Task =
Each line holding the string "usize" is to be copied from the data.

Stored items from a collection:
fn deal_summary(
    scenario: &Scenario,
    inputs: SummaryInputs<'_>,
    financing: &FinancingMetrics,
    equity: &EquityInvestment,
) -> DealSummary {
    let price = scenario.property.purchase_price;
    let priced = |denominator: Decimal| {
        if price > Decimal::ZERO {
            ratio(price, denominator)
        } else {
            None
        }
    };
    let noi = inputs.noi.noi;
    let gpr = inputs.revenue.gross_potential_rent;
    let cash_flow = noi - inputs.debt_service - inputs.capex_below_noi;

    DealSummary {
        purchase_price: price,
        price_per_unit: priced(Decimal::from(scenario.unit_count())),
        price_per_sqft: priced(scenario.property.square_feet),
        purchase_cap_rate: positive_ratio(noi, price),
        gross_rent_multiplier: priced(gpr),
        gross_potential_rent: gpr,
        effective_gross_income: inputs.revenue.effective_gross_income,
        total_expenses: inputs.expenses.total_expenses,
        noi,
        expense_ratio: inputs.noi.expense_ratio,
        debt_service: inputs.debt_service,
        dscr: ratio(noi, inputs.debt_service),
        cash_on_cash: positive_ratio(cash_flow, equity.required_equity),
        debt_yield: ratio(noi, financing.total_debt),
        ltv: positive_ratio(financing.total_debt, price),
        break_even_occupancy: ratio(
            inputs.expenses.total_expenses + inputs.debt_service + inputs.capex_below_noi,
            gpr + inputs.revenue.other_income_total,
        ),
    }
}

/// Year 1 with every in-place rent marked to market and no concessions.
fn pro_forma_summary(scenario: &Scenario, pipeline: &Pipeline) -> UnderwritingResult<DealSummary> {
    let mut marked = scenario.clone();
    for unit in &mut marked.rent_roll {
        unit.in_place_rent = unit.market_rent;
    }
    marked.growth.concessions_annual = Decimal::ZERO;

    let revenue = project_revenue(&marked, 1)?;
    let expenses = project_expenses(&marked, &revenue)?;
    let noi = aggregate_noi(&revenue, &expenses, marked.unit_count());

    Ok(deal_summary(
        &marked,
        SummaryInputs {
            revenue: &revenue[0],
            expenses: &expenses[0],
            noi: &noi[0],
            debt_service: pipeline.financing.total_annual_debt_service,
            capex_below_noi: capex_below_noi(&marked),
        },
        &pipeline.financing,
        &pipeline.equity,
    ))
}

fn capex_below_noi(scenario: &Scenario) -> Money {
    match scenario.sale.reserve_placement {
        ReservePlacement::BelowNoi => annual_reserves(scenario),
        ReservePlacement::AboveNoi => Decimal::ZERO,
    }
}

fn scenario_warnings(scenario: &Scenario) -> Vec<String> {
    let mut warnings = scenario.waterfall.check();
    if scenario.property.purchase_price <= Decimal::ZERO {
        warnings.push("Purchase price is not positive; price-based ratios are omitted".into());
    }
    if scenario.rent_roll.is_empty() {
        warnings.push("Rent roll is empty; rental income is zero".into());
    }
    if scenario.property.units > 0
        && !scenario.rent_roll.is_empty()
        && scenario.property.units as usize != scenario.rent_roll.len()
    {
        warnings.push(format!(
            "Property lists {} units but the rent roll has {}",
            scenario.property.units,
            scenario.rent_roll.len()
        ));
    }
    let g = &scenario.growth;
    if g.exit_cap_rate_5yr <= Decimal::ZERO && g.exit_cap_rate_10yr <= Decimal::ZERO {
        warnings.push("No exit cap rate given; sale scenarios cannot be priced".into());
    }
    if g.vacancy_rate < Decimal::ZERO || g.vacancy_rate > Decimal::ONE {
        warnings.push(format!("Vacancy rate {} is outside [0, 1]", g.vacancy_rate));
    }
    warnings
}

// ---------------------------------------------------------------------------
// Public API
// ---------------------------------------------------------------------------

/// Underwrite a deal: revenue → expenses → NOI → financing → cash flow →
/// sale → returns → waterfall → sensitivity.
///
/// Only a zero or unreasonably long projection, or growth that compounds a
/// line past `MAX_PROJECTED_AMOUNT`, is rejected; degenerate inputs surface
/// as `None` ratios and warnings.
pub fn analyze_deal(scenario: &Scenario) -> UnderwritingResult<ComputationOutput<DealAnalysis>> {
    let start = Instant::now();

    if scenario.projection_years == 0 {
        return Err(UnderwritingError::InvalidInput {
            field: "projection_years".into(),
            reason: "Projection must cover at least one year".into(),
        });
    }
    if scenario.projection_years > MAX_PROJECTION_YEARS {
        return Err(UnderwritingError::InvalidInput {
            field: "projection_years".into(),
            reason: format!("Projection cannot exceed {MAX_PROJECTION_YEARS} years"),
        });
    }

    let mut warnings = scenario_warnings(scenario);
    let pipeline = run_pipeline(scenario, &mut warnings)?;
    let discount_rate = scenario.sale.discount_rate;
    let n = pipeline.years as usize;
    let hold_period = pipeline.hold_period;

    let year1 = deal_summary(
        scenario,
        SummaryInputs {
            revenue: &pipeline.revenue[0],
            expenses: &pipeline.expenses[0],
            noi: &pipeline.noi[0],
            debt_service: pipeline.cash_flows[0].total_debt_service,
            capex_below_noi: pipeline.cash_flows[0].capex_reserves,
        },
        &pipeline.financing,
        &pipeline.equity,
    );
    let pro_forma = pro_forma_summary(scenario, &pipeline)?;

    let irr_cash_flows = HorizonReturns {
        five_year: levered(&pipeline, FIRST_EXIT_YEAR, discount_rate, &mut warnings),
        ten_year: levered(&pipeline, LAST_EXIT_YEAR, discount_rate, &mut warnings),
        hold_period: levered(&pipeline, hold_period, discount_rate, &mut warnings),
    };
    let unlevered_returns = HorizonReturns {
        five_year: unlevered(&pipeline, FIRST_EXIT_YEAR, discount_rate, &mut warnings),
        ten_year: unlevered(&pipeline, LAST_EXIT_YEAR, discount_rate, &mut warnings),
        hold_period: unlevered(&pipeline, hold_period, discount_rate, &mut warnings),
    };
    let waterfall_distribution = HorizonWaterfalls {
        five_year: waterfall(scenario, &pipeline, FIRST_EXIT_YEAR, &mut warnings),
        ten_year: waterfall(scenario, &pipeline, LAST_EXIT_YEAR, &mut warnings),
    };
    debug!("computed returns and waterfalls");

    let sensitivity_analysis = if pipeline.years >= FIRST_EXIT_YEAR {
        Some(sensitivity_grid(scenario, &mut warnings))
    } else {
        warnings.push(format!(
            "Projection shorter than {FIRST_EXIT_YEAR} years; no exit scenarios or sensitivity grid"
        ));
        None
    };

    let sources_and_uses = sources_and_uses(scenario, &pipeline.equity);
    let Pipeline {
        mut revenue,
        mut expenses,
        mut noi,
        financing,
        equity,
        cash_flows,
        sales,
        ..
    } = pipeline;
    revenue.truncate(n);
    expenses.truncate(n);
    noi.truncate(n);

    let analysis = DealAnalysis {
        property_name: scenario.property.name.clone(),
        projection_years: scenario.projection_years,
        hold_period_years: hold_period,
        year1,
        pro_forma,
        rent_roll: summarize_rent_roll(&scenario.rent_roll),
        revenue_projections: revenue,
        expense_projections: expenses,
        noi_projections: noi,
        financing_metrics: financing,
        cash_flow_projections: cash_flows,
        sale_analysis: sales,
        equity_investment: equity,
        sources_and_uses,
        irr_cash_flows,
        unlevered_returns,
        waterfall_distribution,
        sensitivity_analysis,
    };

    let elapsed = start.elapsed().as_micros() as u64;
    Ok(with_metadata(
        "Multifamily underwriting: rent-roll revenue, grown expenses, blended debt stack, \
         cap-rate reversion, Newton-Raphson IRR, LP/GP waterfall, exit cap x rent growth grid",
        &serde_json::json!({
            "projection_years": scenario.projection_years,
            "hold_period_years": analysis.hold_period_years,
            "annual_rent_growth": scenario.growth.annual_rent_growth.to_string(),
            "annual_expense_growth": scenario.growth.annual_expense_growth.to_string(),
            "vacancy_rate": scenario.growth.vacancy_rate.to_string(),
            "exit_cap_rate_5yr": scenario.growth.exit_cap_rate_5yr.to_string(),
            "exit_cap_rate_10yr": scenario.growth.exit_cap_rate_10yr.to_string(),
            "reserve_placement": scenario.sale.reserve_placement,
            "pref_accrual": scenario.waterfall.pref_accrual,
        }),
        warnings,
        elapsed,
        analysis,
    ))
}

#[cfg(test)]
mod tests {
    use super::*;
    use crate::financing::instruments::{DscrLoanTerms, LoanTerms};
    use crate::scenario::{ExpenseLine, Unit};
    use rust_decimal_macros::dec;

    fn scenario() -> Scenario {
        let mut s = Scenario::default();
        s.property.name = "Test Gardens".into();
        s.property.units = 10;
        s.property.square_feet = dec!(8000);
        s.property.purchase_price = dec!(1_500_000);
        s.rent_roll = (0..10)
            .map(|i| Unit {
                id: format!("{}", 100 + i),
                market_rent: dec!(1200),
                in_place_rent: dec!(1100),
                ..Default::default()
            })
            .collect();
        s.growth.annual_rent_growth = dec!(0.03);
        s.growth.annual_expense_growth = dec!(0.02);
        s.growth.vacancy_rate = dec!(0.05);
        s.growth.exit_cap_rate_5yr = dec!(0.065);
        s.growth.exit_cap_rate_10yr = dec!(0.07);
        s.sale.selling_costs_percent = dec!(0.02);
        s.expenses = vec![ExpenseLine {
            name: "Operating".into(),
            annual_amount: dec!(40_000),
            ..Default::default()
        }];
        s.financing.dscr_loan = Some(DscrLoanTerms {
            loan: LoanTerms {
                principal: dec!(900_000),
                annual_rate: dec!(0.065),
                amortization_years: 30,
                ..Default::default()
            },
            min_dscr: Some(dec!(1.2)),
            origination_fee_percent: Decimal::ZERO,
        });
        s
    }

    #[test]
    fn test_rejects_zero_projection() {
        let mut s = scenario();
        s.projection_years = 0;
        assert!(analyze_deal(&s).is_err());
    }

    #[test]
    fn test_projection_lengths() {
        let out = analyze_deal(&scenario()).unwrap();
        let a = &out.result;
        assert_eq!(a.revenue_projections.len(), 10);
        assert_eq!(a.noi_projections.len(), 10);
        assert_eq!(a.cash_flow_projections.len(), 10);
        assert_eq!(a.sale_analysis.len(), 6);
        assert!(a.irr_cash_flows.five_year.is_some());
        assert!(a.irr_cash_flows.ten_year.is_some());
        assert_eq!(a.irr_cash_flows.hold_period, a.irr_cash_flows.ten_year);
        assert!(a.sensitivity_analysis.is_some());
    }

    #[test]
    fn test_pro_forma_marks_rents_to_market() {
        let out = analyze_deal(&scenario()).unwrap();
        let a = &out.result;
        assert!(a.pro_forma.noi > a.year1.noi);
        assert_eq!(a.pro_forma.gross_potential_rent, a.year1.gross_potential_rent);
    }

    #[test]
    fn test_short_projection_has_no_exits() {
        let mut s = scenario();
        s.projection_years = 3;
        let out = analyze_deal(&s).unwrap();
        assert!(out.result.sale_analysis.is_empty());
        assert!(out.result.irr_cash_flows.five_year.is_none());
        assert!(out.result.sensitivity_analysis.is_none());
        // Hold defaults to the 3-year projection
        assert!(out.result.irr_cash_flows.hold_period.is_some());
    }

    #[test]
    fn test_hold_period_exit() {
        let mut s = scenario();
        s.acquisition.hold_period_years = 7;
        let out = analyze_deal(&s).unwrap();
        let hold = out.result.irr_cash_flows.hold_period.as_ref().unwrap();
        assert_eq!(hold.exit_year, 7);
        assert_eq!(hold.cash_flows.len(), 8);
    }

    #[test]
    fn test_zero_price_ratios_are_none() {
        let mut s = scenario();
        s.property.purchase_price = Decimal::ZERO;
        let out = analyze_deal(&s).unwrap();
        let y1 = &out.result.year1;
        assert_eq!(y1.price_per_unit, None);
        assert_eq!(y1.purchase_cap_rate, None);
        assert_eq!(y1.ltv, None);
        assert_eq!(y1.gross_rent_multiplier, None);
    }
}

Exercise answer =
        && scenario.property.units as usize != scenario.rent_roll.len()
    let n = pipeline.years as usize;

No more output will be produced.